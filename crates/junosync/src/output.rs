//! Output formatting: YAML, JSON, table, plain.
//!
//! Renders data in the format selected by `--output`. Resource
//! descriptions are nested, so `table` only applies to flat listings
//! (directives, kinds) and falls back to YAML for everything else.

use std::io::{self, Write};

use tabled::{Table, Tabled, settings::Style};

use crate::cli::OutputFormat;
use crate::error::CliError;

// ── Render dispatchers ───────────────────────────────────────────────

/// Render a list of serde-serializable + tabled items in the chosen format.
///
/// - `table`: uses the `Tabled` derive to build a pretty table
/// - `json` / `json-compact` / `yaml`: serializes the original data via serde
/// - `plain`: calls `id_fn` on each item to emit one line per item
pub fn render_list<T, R>(
    format: &OutputFormat,
    data: &[T],
    to_row: impl Fn(&T) -> R,
    id_fn: impl Fn(&T) -> String,
) -> Result<String, CliError>
where
    T: serde::Serialize,
    R: Tabled,
{
    match format {
        OutputFormat::Table => {
            let rows: Vec<R> = data.iter().map(to_row).collect();
            Ok(render_table(&rows))
        }
        OutputFormat::Json => render_json(data, false),
        OutputFormat::JsonCompact => render_json(data, true),
        OutputFormat::Yaml => render_yaml(data),
        OutputFormat::Plain => Ok(data.iter().map(&id_fn).collect::<Vec<_>>().join("\n")),
    }
}

/// Render a single serde-serializable item in the chosen format.
pub fn render_single<T>(
    format: &OutputFormat,
    data: &T,
    id_fn: impl Fn(&T) -> String,
) -> Result<String, CliError>
where
    T: serde::Serialize,
{
    match format {
        OutputFormat::Table | OutputFormat::Yaml => render_yaml(data),
        OutputFormat::Json => render_json(data, false),
        OutputFormat::JsonCompact => render_json(data, true),
        OutputFormat::Plain => Ok(id_fn(data)),
    }
}

/// Print the rendered output to stdout, respecting quiet mode.
pub fn print_output(output: &str, quiet: bool) {
    if quiet || output.is_empty() {
        return;
    }
    let mut stdout = io::stdout().lock();
    let _ = writeln!(stdout, "{}", output.trim_end());
}

// ── Format-specific renderers ────────────────────────────────────────

fn render_table<R: Tabled>(rows: &[R]) -> String {
    Table::new(rows).with(Style::rounded()).to_string()
}

fn render_json<T: serde::Serialize + ?Sized>(data: &T, compact: bool) -> Result<String, CliError> {
    let out = if compact {
        serde_json::to_string(data)?
    } else {
        serde_json::to_string_pretty(data)?
    };
    Ok(out)
}

fn render_yaml<T: serde::Serialize + ?Sized>(data: &T) -> Result<String, CliError> {
    Ok(serde_yaml::to_string(data)?)
}
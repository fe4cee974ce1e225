// ── Serialization guards ──
//
// Two mutual-exclusion domains per `Device`. The read guard covers every
// read-then-decide sequence (dump a scope, classify it, scan an allocator
// namespace) so two operations never interleave their snapshots. The write
// guard is held by a transaction from lock to close, so at most one
// in-process session edits the device at a time whatever the transport's
// own locking provides.

use std::sync::Arc;

use tokio::sync::{Mutex, MutexGuard, OwnedMutexGuard};

/// Cloneable handle to a device's read guard; clones share the same lock.
#[derive(Debug, Clone, Default)]
pub struct ReadGuard(Arc<Mutex<()>>);

impl ReadGuard {
    pub fn new() -> Self {
        Self::default()
    }

    /// Wait for exclusive access.
    pub async fn acquire(&self) -> MutexGuard<'_, ()> {
        self.0.lock().await
    }
}

/// Cloneable handle to a device's writer lock.
#[derive(Debug, Clone, Default)]
pub struct WriteGuard(Arc<Mutex<()>>);

impl WriteGuard {
    pub fn new() -> Self {
        Self::default()
    }

    /// Wait to become the only writer. The permit is released on drop.
    pub async fn acquire(&self) -> OwnedMutexGuard<()> {
        Arc::clone(&self.0).lock_owned().await
    }
}
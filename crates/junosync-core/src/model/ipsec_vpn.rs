// ── IPsec VPN ──
//
// A route-based VPN binds to an `st0` unit. With `bind_interface_auto` the
// unit is allocated from the device's current `st0` usage while the lock
// and the read guard are both held; an update keeps the unit the VPN is
// already bound to. On delete an auto-created unit (one that carries
// nothing but `family inet`) is released together with the VPN.

use std::sync::LazyLock;

use async_trait::async_trait;
use serde::{Deserialize, Serialize};

use crate::allocator::{SlotMap, TUNNEL_SCAN, TunnelUnit, next_tunnel_unit, tunnel_unit_of};
use crate::context::DeviceContext;
use crate::directive::DirectiveBatch;
use crate::error::CoreError;
use crate::parse::{
    Action, LineError, LineTable, find_or_push, parse_dump, split_first, strip_envelope,
    strip_token_prefix, unquote,
};
use crate::resource::{Phase, Resolved, Resource};
use crate::session::Reader;

#[derive(Debug, Clone, Default, PartialEq, Eq, Serialize, Deserialize)]
#[serde(default)]
pub struct IpsecVpn {
    pub name: String,
    pub bind_interface: String,
    pub bind_interface_auto: bool,
    pub df_bit: String,
    pub establish_tunnels: String,
    pub ike: Option<IpsecIke>,
    pub vpn_monitor: Option<VpnMonitor>,
    pub traffic_selector: Vec<TrafficSelector>,
}

#[derive(Debug, Clone, Default, PartialEq, Eq, Serialize, Deserialize)]
#[serde(default)]
pub struct IpsecIke {
    pub gateway: String,
    pub policy: String,
    pub identity_local: String,
    pub identity_remote: String,
    pub identity_service: String,
}

#[derive(Debug, Clone, Default, PartialEq, Eq, Serialize, Deserialize)]
#[serde(default)]
pub struct VpnMonitor {
    pub destination_ip: String,
    pub optimized: bool,
    pub source_interface: String,
    /// Use the VPN's own bind interface as the monitor source.
    pub source_interface_auto: bool,
}

#[derive(Debug, Clone, Default, PartialEq, Eq, Serialize, Deserialize)]
#[serde(default)]
pub struct TrafficSelector {
    pub name: String,
    pub local_ip: String,
    pub remote_ip: String,
}

impl IpsecVpn {
    pub fn new(name: impl Into<String>) -> Self {
        Self {
            name: name.into(),
            ..Self::default()
        }
    }

    fn ike_mut(&mut self) -> &mut IpsecIke {
        self.ike.get_or_insert_with(IpsecIke::default)
    }

    fn monitor_mut(&mut self) -> &mut VpnMonitor {
        self.vpn_monitor.get_or_insert_with(VpnMonitor::default)
    }

    /// Interface the compiled VPN binds to.
    fn effective_bind(&self, resolved: &Resolved) -> Result<String, CoreError> {
        if !self.bind_interface_auto {
            return Ok(self.bind_interface.clone());
        }
        resolved
            .tunnel_unit
            .map(TunnelUnit::interface_name)
            .ok_or_else(|| {
                CoreError::Internal(format!("no st0 unit allocated for ipsec_vpn {}", self.name))
            })
    }
}
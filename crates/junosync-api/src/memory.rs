// In-memory device
//
// A `CommandChannel` backed by two line sets (active and candidate) held in
// set-form. It understands the inspection commands the engine issues, the
// interface presence RPC, and the lock/load/validate/commit cycle, with
// optional fault injection at each write step. Used by the offline `plan`
// command and by the test suites.

use std::collections::BTreeSet;
use std::sync::atomic::{AtomicBool, Ordering};
use std::sync::{Arc, Mutex, MutexGuard, PoisonError};

use async_trait::async_trait;

use crate::channel::{CommandChannel, Connector, DeviceFacts, frame_output};
use crate::error::Error;
use crate::rest::reply;

/// Leaves that hold a single value: setting them replaces the old value.
const SINGLE_VALUED: &[&str] = &[
    "description",
    "mtu",
    "device-count",
    "native-vlan-id",
    "vlan-id",
    "priority",
    "advertise-interval",
    "inet6-advertise-interval",
    "advertisements-threshold",
    "authentication-key",
    "authentication-type",
    "link-speed",
    "minimum-links",
    "interface-mode",
    "port-mode",
    "bind-interface",
    "gateway",
    "ipsec-policy",
    "establish-tunnels",
    "interface-type",
    "metric",
    "hello-interval",
    "dead-interval",
];

/// Step at which an injected fault fires.
#[derive(Debug, Clone, Copy, PartialEq, Eq)]
pub enum FailPoint {
    /// The facts round-trip that opens a session.
    Facts,
    Apply,
    Validate,
    Commit,
}

#[derive(Debug, Default)]
struct DeviceState {
    active: Vec<String>,
    candidate: Vec<String>,
    physical: BTreeSet<String>,
    locked: bool,
    busy_polls: u32,
    fail: Option<FailPoint>,
    applied: Vec<String>,
    commits: u32,
    unlocks: u32,
    discards: u32,
    closes: u32,
    last_comment: Option<String>,
}

/// Simulated device. Clones share the same device state.
#[derive(Debug, Clone)]
pub struct MemoryChannel {
    facts: DeviceFacts,
    state: Arc<Mutex<DeviceState>>,
    closed: Arc<AtomicBool>,
}

impl Default for MemoryChannel {
    fn default() -> Self {
        Self::new(DeviceFacts::new("memory", "vsrx", "23.4R1"))
    }
}

impl MemoryChannel {
    pub fn new(facts: DeviceFacts) -> Self {
        Self {
            facts,
            state: Arc::new(Mutex::new(DeviceState::default())),
            closed: Arc::new(AtomicBool::new(false)),
        }
    }

    /// Register physical ports that exist on the chassis.
    pub fn with_physical_interfaces<I, S>(self, names: I) -> Self
    where
        I: IntoIterator<Item = S>,
        S: Into<String>,
    {
        self.state().physical.extend(names.into_iter().map(Into::into));
        self
    }

    /// Seed the active configuration from `set ...` lines.
    pub fn with_active<I, S>(self, lines: I) -> Self
    where
        I: IntoIterator<Item = S>,
        S: AsRef<str>,
    {
        {
            let mut state = self.state();
            for line in lines {
                if let Some(path) = line.as_ref().trim().strip_prefix("set ") {
                    set_path(&mut state.active, path);
                }
            }
            state.candidate = state.active.clone();
        }
        self
    }

    /// Seed the active configuration from a `display set` dump.
    /// Framing markers and anything that is not a `set` line are ignored.
    pub fn with_display_set(self, dump: &str) -> Self {
        self.with_active(dump.lines())
    }

    /// Report the lock as held by someone else for the next `polls` attempts.
    pub fn hold_lock_for(&self, polls: u32) {
        self.state().busy_polls = polls;
    }

    pub fn fail_at(&self, point: FailPoint) {
        self.state().fail = Some(point);
    }

    pub fn clear_failure(&self) {
        self.state().fail = None;
    }

    /// Active configuration as `set ...` lines.
    pub fn active(&self) -> Vec<String> {
        with_verb(&self.state().active)
    }

    /// Candidate configuration as `set ...` lines.
    pub fn candidate(&self) -> Vec<String> {
        with_verb(&self.state().candidate)
    }

    /// Every directive staged so far, in order.
    pub fn applied(&self) -> Vec<String> {
        self.state().applied.clone()
    }

    pub fn is_locked(&self) -> bool {
        self.state().locked
    }

    pub fn commit_count(&self) -> u32 {
        self.state().commits
    }

    pub fn unlock_count(&self) -> u32 {
        self.state().unlocks
    }

    pub fn discard_count(&self) -> u32 {
        self.state().discards
    }

    /// Handles closed so far, across every connection.
    pub fn close_count(&self) -> u32 {
        self.state().closes
    }

    pub fn last_commit_comment(&self) -> Option<String> {
        self.state().last_comment.clone()
    }

    fn state(&self) -> MutexGuard<'_, DeviceState> {
        self.state.lock().unwrap_or_else(PoisonError::into_inner)
    }

    fn ensure_open(&self) -> Result<(), Error> {
        if self.closed.load(Ordering::SeqCst) {
            Err(Error::SessionClosed)
        } else {
            Ok(())
        }
    }

    fn show_configuration(&self, args: &str) -> String {
        let (scope, relative) = match args.split_once('|') {
            Some((scope, pipe)) => (scope.trim(), pipe.trim() == "display set relative"),
            None => (args.trim(), false),
        };
        let state = self.state();
        let mut lines = Vec::new();
        for path in &state.active {
            if scope.is_empty() {
                lines.push(format!("set {path}"));
            } else if path == scope {
                lines.push(if relative {
                    "set".to_owned()
                } else {
                    format!("set {path}")
                });
            } else if let Some(rest) = path.strip_prefix(scope).and_then(|r| r.strip_prefix(' ')) {
                lines.push(if relative {
                    format!("set {rest}")
                } else {
                    format!("set {path}")
                });
            }
        }
        frame_output(&lines)
    }

    fn injected(&self, point: FailPoint, rpc: &str, message: &str) -> Result<(), Error> {
        if self.state().fail == Some(point) {
            return Err(Error::Rpc {
                rpc: rpc.to_owned(),
                message: message.to_owned(),
            });
        }
        Ok(())
    }
}

#[async_trait]
impl CommandChannel for MemoryChannel {
    async fn facts(&self) -> Result<DeviceFacts, Error> {
        self.ensure_open()?;
        self.injected(FailPoint::Facts, "get-software-information", "device busy")?;
        Ok(self.facts.clone())
    }

    async fn query(&self, command: &str) -> Result<String, Error> {
        self.ensure_open()?;
        match command.trim().strip_prefix("show configuration") {
            Some(args) => Ok(self.show_configuration(args)),
            None => Err(Error::Rpc {
                rpc: "command".into(),
                message: format!("syntax error: {command}"),
            }),
        }
    }

    async fn query_structured(&self, rpc: &str) -> Result<String, Error> {
        self.ensure_open()?;
        if !rpc.contains("get-interface-information") {
            return Ok(rpc_error(&format!("unsupported rpc: {rpc}")));
        }
        let name = reply::element_text(rpc, "interface-name")?.unwrap_or_default();
        let name = name.trim();
        let base = name.split('.').next().unwrap_or(name);
        if self.state().physical.contains(base) {
            Ok(format!(
                "<interface-information><physical-interface><name>{base}</name><oper-status>up</oper-status></physical-interface></interface-information>"
            ))
        } else {
            Ok(rpc_error(&format!("device {name} not found")))
        }
    }

    async fn apply(&self, lines: &[String]) -> Result<Vec<String>, Error> {
        self.ensure_open()?;
        self.injected(FailPoint::Apply, "load-configuration", "syntax error")?;

        let mut state = self.state();
        if !state.locked {
            return Err(Error::Rpc {
                rpc: "load-configuration".into(),
                message: "candidate configuration is not locked".into(),
            });
        }
        let mut warnings = Vec::new();
        for line in lines {
            if let Some(path) = line.strip_prefix("set ") {
                set_path(&mut state.candidate, path);
            } else if let Some(path) = line.strip_prefix("delete ") {
                if !delete_path(&mut state.candidate, path) {
                    warnings.push(format!("statement not found: {path}"));
                }
            } else {
                return Err(Error::UnsupportedDirective(line.clone()));
            }
            state.applied.push(line.clone());
        }
        Ok(warnings)
    }

    async fn lock(&self) -> Result<bool, Error> {
        self.ensure_open()?;
        let mut state = self.state();
        if state.busy_polls > 0 {
            state.busy_polls -= 1;
            return Ok(false);
        }
        if state.locked {
            return Ok(false);
        }
        state.locked = true;
        Ok(true)
    }

    async fn unlock(&self) -> Result<(), Error> {
        self.ensure_open()?;
        let mut state = self.state();
        state.locked = false;
        state.unlocks += 1;
        state.candidate = state.active.clone();
        Ok(())
    }

    async fn validate(&self) -> Result<(), Error> {
        self.ensure_open()?;
        self.injected(
            FailPoint::Validate,
            "commit-configuration",
            "configuration check-out failed",
        )
    }

    async fn commit(&self, comment: Option<&str>) -> Result<Vec<String>, Error> {
        self.ensure_open()?;
        self.injected(FailPoint::Commit, "commit-configuration", "commit failed")?;
        let mut state = self.state();
        state.active = state.candidate.clone();
        state.commits += 1;
        state.last_comment = comment.map(str::to_owned);
        Ok(Vec::new())
    }

    async fn discard_candidate(&self) -> Result<(), Error> {
        self.ensure_open()?;
        let mut state = self.state();
        state.candidate = state.active.clone();
        state.discards += 1;
        Ok(())
    }

    async fn close(&self) -> Result<(), Error> {
        self.closed.store(true, Ordering::SeqCst);
        self.state().closes += 1;
        Ok(())
    }
}

#[async_trait]
impl Connector for MemoryChannel {
    async fn connect(&self) -> Result<Arc<dyn CommandChannel>, Error> {
        Ok(Arc::new(Self {
            facts: self.facts.clone(),
            state: Arc::clone(&self.state),
            closed: Arc::new(AtomicBool::new(false)),
        }))
    }
}

// ── Line set helpers ────────────────────────────────────────────────

fn set_path(lines: &mut Vec<String>, path: &str) {
    if let Some(prefix) = single_valued_prefix(path) {
        let prefix = format!("{prefix} ");
        lines.retain(|l| !l.starts_with(&prefix));
    }
    if !lines.iter().any(|l| l == path) {
        lines.push(path.to_owned());
    }
}

fn delete_path(lines: &mut Vec<String>, path: &str) -> bool {
    let before = lines.len();
    let prefix = format!("{path} ");
    lines.retain(|l| l != path && !l.starts_with(&prefix));
    lines.len() != before
}

/// The path up to and including the leftmost single-valued keyword that is
/// followed by a value.
fn single_valued_prefix(path: &str) -> Option<&str> {
    SINGLE_VALUED
        .iter()
        .filter_map(|kw| {
            let needle = format!(" {kw} ");
            path.find(&needle).map(|idx| idx + needle.len() - 1)
        })
        .min()
        .map(|end| &path[..end])
}

fn with_verb(paths: &[String]) -> Vec<String> {
    paths.iter().map(|p| format!("set {p}")).collect()
}

fn rpc_error(message: &str) -> String {
    format!(
        "<rpc-reply><rpc-error><error-severity>error</error-severity><error-message>{message}</error-message></rpc-error></rpc-reply>"
    )
}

## EXERCISE DESCRIPTION
All lines with the word "that" must be located in the data and copied.

## COMPLETED EXERCISE
// already bound to. On delete an auto-created unit (one that carries
/// Leaves that hold a single value: setting them replaces the old value.
    /// The facts round-trip that opens a session.
    /// Register physical ports that exist on the chassis.
    /// Framing markers and anything that is not a `set` line are ignored.
/// The path up to and including the leftmost single-valued keyword that is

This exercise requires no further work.